E no sonho ainda, a partir daquele dia eu não me dirigia a garotas, nos locais de encontro massivo, com a intenção de conquistá-las; e sim subvertê-las, envenená-las. — Já aquele e outros prostíbulos tornaram-se o meu ponto de encontro com algumas amizades. Enquanto assistia às pessoas pagando por saídas, uma conversa ali e outra aqui com as meninas me incentivavam a ser homem em todos os sentidos. Tornaria um desafio para mim conhecer pessoas “comuns”, em situações do cotidiano, onde a periodicidade dos atos programados falha a um gesto sincero.

Aí, pulando algum espaço temporal, eu criara certo afeto por uma garota de programa. Mesmo ela saindo do quarto com qualquer bruto, e em seguida sentando-se à minha mesa para dizer um oi, mesmo assim ela me chamava a atenção.
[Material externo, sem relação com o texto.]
//! One interactive wizard session.
//!
//! Each step has a screen that prompts for its fields and then asks where to
//! go. Screens read from [`Wizard`] and write through its edit methods only.

use std::io::{BufRead, Write};
use std::path::PathBuf;

use anyhow::Result;
use chrono::Local;
use survey_core::certificate::Certificate;
use survey_core::contacts::{CreatorEdit, CustomerEdit};
use survey_core::errors::SurveyError;
use survey_core::interior::InteriorEdit;
use survey_core::materials::{price_label, FlooringMaterial, FurniturePackage, WallColor, WallMaterial};
use survey_core::project::{ProjectEdit, PropertyType};
use survey_core::rooms::{NewRoomPart, PartKind, PartTemplate, RoomEdit, RoomType};
use survey_core::settings::{SettingsEdit, Theme, UnitSystem};
use survey_core::wizard::{Step, Wizard};
use tracing::debug;
use uuid::Uuid;

use crate::console::Console;

/// What the user wants after filling in a screen
#[derive(Debug, Clone, Copy, PartialEq, Eq)]
enum Action {
    Next,
    Back,
    Stay,
    Settings,
    Quit,
}

pub struct Session<R, W> {
    wizard: Wizard,
    console: Console<R, W>,
    output_dir: PathBuf,
    certificate: Option<Certificate>,
    exported: Vec<PathBuf>,
}
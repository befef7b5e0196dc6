// src/process/delinquency.rs
use crate::error::PipelineError;
use crate::table::CreditTable;
use arrow::{array::ArrayRef, compute::kernels::numeric::add};

/// Append `output` = sum of the monthly status columns. A null in any source
/// makes that row's total null.
pub fn total_months_delinquent(
    table: &CreditTable,
    sources: &[&str],
    output: &str,
) -> Result<CreditTable, PipelineError> {
    let mut total: Option<ArrayRef> = None;
    for name in sources {
        // checked before the sum so a wrongly typed column reports its name
        table.i64_column(name)?;
        let col = table.column(name)?;
        total = Some(match total {
            None => col.clone(),
            Some(acc) => add(&acc, col)?,
        });
    }
    let total = total.ok_or_else(|| {
        PipelineError::Arrow(arrow::error::ArrowError::InvalidArgumentError(
            "no source columns to sum".into(),
        ))
    })?;
    table.with_column(output, total)
}

#[cfg(test)]
mod tests {
    use super::*;
    use crate::schema::PAY_STATUS;
    use crate::table::test_util::*;
    use arrow::array::Array;

    fn status_table(rows: &[[Option<i64>; 6]]) -> CreditTable {
        let keys: Vec<String> = (0..rows.len()).map(|i| format!("c{i}")).collect();
        let key_refs: Vec<&str> = keys.iter().map(String::as_str).collect();
        let mut cols = vec![("customer_id", ids(&key_refs))];
        for (m, name) in PAY_STATUS.iter().enumerate() {
            cols.push((*name, ints(rows.iter().map(|r| r[m]).collect())));
        }
        table(cols)
    }

    #[test]
    fn test_sum_of_six_months() {
        let t = status_table(&[
            [Some(0), Some(0), Some(0), Some(0), Some(0), Some(1)],
            [Some(2), Some(2), Some(-1), Some(0), Some(3), Some(1)],
        ]);
        let out = total_months_delinquent(&t, &PAY_STATUS, "tmd").unwrap();
        let tmd = out.i64_column("tmd").unwrap();
        assert_eq!(tmd.value(0), 1);
        assert_eq!(tmd.value(1), 7);
        // sources are kept
        assert!(out.has_column("pay_6"));
    }

    #[test]
    fn test_any_missing_month_gives_null() {
        let t = status_table(&[
            [Some(1), Some(1), None, Some(1), Some(1), Some(1)],
            [Some(1); 6],
        ]);
        let out = total_months_delinquent(&t, &PAY_STATUS, "tmd").unwrap();
        let tmd = out.i64_column("tmd").unwrap();
        assert!(tmd.is_null(0));
        assert_eq!(tmd.value(1), 6);
    }

    #[test]
    fn test_missing_source_column() {
        let t = table(vec![("customer_id", ids(&["a"]))]);
        assert!(matches!(
            total_months_delinquent(&t, &PAY_STATUS, "tmd"),
            Err(PipelineError::Load(_))
        ));
    }
}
O jeito como ela falava, sorria ou se insinuava para outros caras me instigava; mas eu não queria-a como sexo por uma noite. Queria tê-la como mulher em sua completude. “Poderia abraçá-la? Poderia beijá-la? Teria nela confiança?”.

E alguns meses depois, tínhamos um plano semanal que dividia-a entre os dias que ela dedicava ao trabalho e os que o fazia para mim. Às vezes, os editores pagavam bem, e eu oferecia a ela jantares para agradar ao seu delicado ego feminino; outras, era ela quem me sustentava, me agradava, bajulava. Suas amigas se emocionavam, me ofereciam ménages, e outros presentes de coração, pois tinha tornado um herói do submundo. Um Batman. E mesmo combatendo em todos os primeiros dias contra meu ciúme masculino de posse, o ranger e o abrir da porta do apartamento no centro, na madrugada, indicando seu retorno, fazia-me lembrar que ela vinha em busca de algo que só entregara a mim. E eu, que só escrevia, dedicava a ela a minhas palavras escondidas outrora. Eu sabia como tê-la, e ela a mim. Éramos dois animai nos bicando, formando um 8 deitado, o símbolo do infinito.

E esse foi um sonho que até agora busco interpretação. As prostitutas são o símbolo do remédio de uma doença não diagnosticada. E quando essa doença for erradicada, elas serão tão veneradas quanto a sinceridade.